I haven't a clue what Neal would argue if there is a remand....and neither does anyone else (including Neal). It all depends on the reason for the remand, I.e. what new claim construction the CAFC provides. Only then can the parties fashion their claims and defenses.
I am not predicting that there will be a reversal and remand, but for you to suggest that such an event - if it happens - favors prkr is highly misleading and reflects a continued lack of understanding of the process.
Did I misread when you wrote that:
- PRKR would sue all infringers in one suit (prohibited by recently passed AIA)?

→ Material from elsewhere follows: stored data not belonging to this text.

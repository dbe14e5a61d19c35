//! Business-hours window for publication rounds.

use serde::{Deserialize, Serialize};

/// Inclusive window in minutes since midnight
#[derive(Debug, Clone, Copy, PartialEq, Eq, Serialize, Deserialize)]
pub struct BusinessWindow {
    #[serde(default = "default_start_minute")]
    pub start_minute: u32,
    #[serde(default = "default_end_minute")]
    pub end_minute: u32,
}

fn default_start_minute() -> u32 {
    8 * 60
}

fn default_end_minute() -> u32 {
    16 * 60
}

impl Default for BusinessWindow {
    fn default() -> Self {
        Self {
            start_minute: default_start_minute(),
            end_minute: default_end_minute(),
        }
    }
}

/// `HH:MM` (or `H:MM`, seconds ignored) to minutes since midnight
pub fn minutes_since_midnight(canonical_time: &str) -> Option<u32> {
    let mut parts = canonical_time.trim().split(':');
    let hour: u32 = parts.next()?.trim().parse().ok()?;
    let minute: u32 = parts.next()?.trim().parse().ok()?;
    if hour > 23 || minute > 59 {
        return None;
    }
    Some(hour * 60 + minute)
}

/// True iff `window_start <= minutes(time) <= window_end`
pub fn is_eligible(canonical_time: &str, window_start_minute: u32, window_end_minute: u32) -> bool {
    minutes_since_midnight(canonical_time)
        .map(|m| window_start_minute <= m && m <= window_end_minute)
        .unwrap_or(false)
}

impl BusinessWindow {
    pub fn contains_minutes(&self, minutes: u32) -> bool {
        self.start_minute <= minutes && minutes <= self.end_minute
    }

    pub fn is_eligible(&self, canonical_time: &str) -> bool {
        is_eligible(canonical_time, self.start_minute, self.end_minute)
    }

    /// `HH:MM-HH:MM` for log lines
    pub fn describe(&self) -> String {
        format!(
            "{:02}:{:02}-{:02}:{:02}",
            self.start_minute / 60,
            self.start_minute % 60,
            self.end_minute / 60,
            self.end_minute % 60
        )
    }
}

- Dalton would hit QCOM with double or triple damages (wrong)?
- future defendants could not challenge validity of patents (also wrong as a matter of law)?
At least the second one is a forgiveable incorrect prediction - hey, no one is perfect - but made unforgivable when you tried to deny ever making that prediction. And the first and third were simply incorrect statements of law in fairly basic issues; unforgivable for someone who tries to pass himself off as an expert on the topic.
I try to only post when someone misrepresents something egregiously. Once again OB (Mr. "I never predicted willfulness" and "future defendants can't challenge validity" - both statements by you that I proved wrong), you leave me no choice.
PRKR could do better on retrial. But does it occur to you that they could do worse? Cawley has already tried his case and can do better next time....but the same is true for Neal! And the difference is that Neal had to pick up this case late and go by former Counsel's play book. This time he will have time to prepare his own case. On that factor alone a retrial favors QCOM, not PRKR.
If the case is retried it is because the CAFC is remanding due to a Markman issue. Note: I am not at all predicting that - simply commenting that is the only way the merits get retried. If that is the case then who knows what prior art and infringement arguments become relevant - it depends entirely on what the CAFC does. So how can you possibly make predictions there?
Cawley gave his best shot on willfulness. Unlikely he gets another shot there; doubtful that aspect is touched by the CAFC and remanded for retrial.
Btw, most contingency agreements only cover the first trial. If there is a remand PRKR will likely have to strike a new deal with McKool. Do they have the cash to see a second case through?